Blog Archives
One of the most important things we don’t have
I’m not exactly sure how it happened.
Perhaps it was gradual…like slowly bringing water to boil.
All I know is that one day, we realized we were different.
Really different.
Strange even.
Weird.
Not normal.
When my wife, Jordana was expecting our twins a couple years ago, we were teetering on the possibility of early labor, and I remember telling our family doctor and his wife (who are friends of ours) that sometimes I wish we could just fit into a category…even for a little while. They told me later they couldn’t believe those words had come out of my mouth.
Maybe you understand what I’m talking about.
Somehow, our family doesn’t ever seem to fit…no matter where we go or what we do.
In fact, at times the judgement of people who don’t like the how/what/why/where’s of our life is so brutal, it can throw us off for weeks. (These experiences literally drain the life out of everything.) Afterwards people usually try to explain that they “mean well”, but to us it simply comes across as “mean”.
I don’t share that for your pity, this is the life we’re called to. We don’t know how to do anything else. We recognize how nuts we must look, but abandoning this would be abandoning who we were created to be.
Don’t get me wrong, in the midst of the journey we’ve screwed up a lot…skinned our knees and busted our noses along the roads of this life many times. This isn’t about us needing to be held higher than anyone else…there are moments when we’ve barely figured out the next step before it’s time to go.
But, one thing I’m 100% certain of heading into 2012 is this: we need community.
For me to be who I’m called to be as man, non-profit director, husband and father…I need community.
For my marriage to weather dark days and shine as long as we both shall live…we need community.
For Jordana and I to be able to love and parent our children (or villagers as we’ve come to call them) as the precious gifts they are…we need community.
For us to be who we’re called to be as a family…we need community.

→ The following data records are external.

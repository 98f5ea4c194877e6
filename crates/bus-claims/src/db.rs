use rusqlite::{Connection, Result};

pub fn init_db(conn: &Connection) -> Result<()> {
    conn.execute_batch(
        "CREATE TABLE IF NOT EXISTS claims (
            channel_id  TEXT NOT NULL,
            message_id  INTEGER NOT NULL,
            instance_id TEXT NOT NULL,
            claimed_at  TEXT NOT NULL,
            expires_at  TEXT NOT NULL,
            PRIMARY KEY (channel_id, message_id)
        );
        CREATE INDEX IF NOT EXISTS idx_claims_expires ON claims(expires_at);",
    )
}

So often people throw opinions at us like hunting spears, thinking we’ll receive them like a bouquet of roses, but the challenge for 99% of them is they’re not in community with us.
We might attend church together, or know each other from around town, but if you want to be able to speak into our lives…we need to trust you…know that we are safe with you…that you know our hearts and we know yours.

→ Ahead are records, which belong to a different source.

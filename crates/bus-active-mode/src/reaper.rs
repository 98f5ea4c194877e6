use std::sync::Arc;
use std::time::Duration;

use tokio_util::sync::CancellationToken;
use tracing::{info, warn};

use crate::manager::ActiveModeRegistry;

/// Background sweeper: evicts timed-out channels once per second.
///
/// Mirrors `skynet_scheduler::engine::SchedulerEngine::run`'s tick-loop
/// shape, but uses a `CancellationToken` for shutdown instead of a
/// `watch::Receiver<bool>`. This workspace standardises on
/// `CancellationToken` for every background loop since it composes
/// cleanly with the per-channel dispatcher cancellation used elsewhere.
pub async fn run(
    registry: Arc<ActiveModeRegistry>,
    timeout_minutes: u64,
    shutdown: CancellationToken,
) {
    info!("active-mode reaper started");
    let mut interval = tokio::time::interval(Duration::from_secs(1));
    loop {
        tokio::select! {
            _ = interval.tick() => {
                match registry.reap_expired(timeout_minutes) {
                    Ok(evicted) if !evicted.is_empty() => {
                        info!(count = evicted.len(), channels = ?evicted, "reaped stale active-mode channels");
                    }
                    Ok(_) => {}
                    Err(e) => warn!(error = %e, "active-mode reap failed"),
                }
            }
            _ = shutdown.cancelled() => {
                info!("active-mode reaper shutting down");
                break;
            }
        }
    }
}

It’s a two-way street. We’re called to pour ourselves into others the way we need them to pour into us.
Spurring each other on…encouraging each other…

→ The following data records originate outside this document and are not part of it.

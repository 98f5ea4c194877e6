use std::sync::Arc;

use axum::{
    extract::{Path, Query, State},
    http::StatusCode,
    Json,
};
use serde_json::{json, Value};

use bus_protocol::chat::{
    ChatMessageView, CreateRoomRequest, HistoryQuery, HistoryResponse, JoinRoomRequest,
    PostMessageRequest, RoomSummary, UserSummary,
};

use crate::app::AppState;

type ApiError = (StatusCode, Json<Value>);

const MAX_HISTORY_LIMIT: u32 = bus_protocol::chat::MAX_HISTORY_LIMIT;
const DEFAULT_HISTORY_LIMIT: u32 = 50;

fn chat_error(e: bus_chat::ChatError) -> ApiError {
    let status = match e {
        bus_chat::ChatError::NotMember(_) => StatusCode::FORBIDDEN,
        bus_chat::ChatError::RoomNotFound(_) | bus_chat::ChatError::UserNotFound(_) => StatusCode::NOT_FOUND,
        bus_chat::ChatError::Database(_) => StatusCode::INTERNAL_SERVER_ERROR,
    };
    (status, Json(json!({ "error": e.code(), "message": e.to_string() })))
}

pub async fn list_rooms(State(state): State<Arc<AppState>>) -> Result<Json<Vec<RoomSummary>>, ApiError> {
    Ok(Json(state.chat.list_rooms().map_err(chat_error)?))
}

pub async fn list_users(State(state): State<Arc<AppState>>) -> Result<Json<Vec<UserSummary>>, ApiError> {
    Ok(Json(state.chat.list_users().map_err(chat_error)?))
}

pub async fn create_room(
    State(state): State<Arc<AppState>>,
    Json(req): Json<CreateRoomRequest>,
) -> Result<Json<RoomSummary>, ApiError> {
    state
        .chat
        .ensure_user(&req.user_id, &req.username, &req.display_name_for_user, req.is_bot)
        .map_err(chat_error)?;
    let room = state
        .chat
        .create_room(&req.slug, &req.display_name, req.is_dm, &req.user_id)
        .map_err(chat_error)?;
    Ok(Json(RoomSummary { id: room.id, slug: room.slug, display_name: room.display_name, is_dm: room.is_dm }))
}

pub async fn join_room(
    State(state): State<Arc<AppState>>,
    Path(room_id): Path<String>,
    Json(req): Json<JoinRoomRequest>,
) -> Result<Json<Value>, ApiError> {
    state
        .chat
        .ensure_user(&req.user_id, &req.username, &req.display_name, req.is_bot)
        .map_err(chat_error)?;
    state.chat.join_room(&room_id, &req.user_id).map_err(chat_error)?;
    Ok(Json(json!({ "ok": true })))
}

pub async fn history(
    State(state): State<Arc<AppState>>,
    Path(room_id): Path<String>,
    Query(query): Query<HistoryQuery>,
) -> Result<Json<HistoryResponse>, ApiError> {
    let limit = query.limit.unwrap_or(DEFAULT_HISTORY_LIMIT).min(MAX_HISTORY_LIMIT);
    let (messages, has_more) = state.chat.history(&room_id, query.before_id, limit).map_err(chat_error)?;
    let messages: Vec<ChatMessageView> = messages.iter().map(bus_chat::to_view).collect();
    Ok(Json(HistoryResponse { messages, has_more }))
}

pub async fn post_message(
    State(state): State<Arc<AppState>>,
    Path(room_id): Path<String>,
    Json(req): Json<PostMessageRequest>,
) -> Result<Json<ChatMessageView>, ApiError> {
    let message = state
        .chat
        .post_message(&room_id, &req.user_id, &req.username, &req.content)
        .map_err(chat_error)?;

    // Room history is the chat fabric's own concern; feeding the same
    // turn into the dispatcher (§4.7 Idle transitions) is what makes it
    // eligible for mention detection, active-mode continuation, and a
    // bot reply. `"chat:{room_id}"` is the channel family the gateway's
    // `ChatOutboundSink` strips back off before delivery.
    if let Err(e) = state.dispatcher.handle_inbound(bus_dispatcher::IncomingMessage {
        external_id: None,
        channel: bus_core::ChannelId::new(format!("chat:{room_id}")),
        author_id: crate::app::stable_author_id(&req.user_id),
        author_name: req.username.clone(),
        content: req.content.clone(),
        is_bot: false,
    }) {
        tracing::warn!(error = %e, room_id, "failed to hand chat message to dispatcher");
    }

    Ok(Json(bus_chat::to_view(&message)))
}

Bearing burdens (none of us will ever run out of burdens to share)…
Rejoicing…mourning…fighting…praying…pressing on…
Together.
A solid community has been a challenge for our family for many years now, and I think it’s partly to do with two reasons:
- It’s difficult for some to comfortably embrace our family (5 kids…humanitarians…gluten free…special needs child…we’re complicated…)
- We shy away when people get too close (after you’ve been burned a few times, this becomes a habitual response)
But my heart for 2012 is for us reconnect with community again. We need it like a desert needs water. And so do you…and so do the people around you.
Will you commit with me to seek community for yourself and your family (if you have one?)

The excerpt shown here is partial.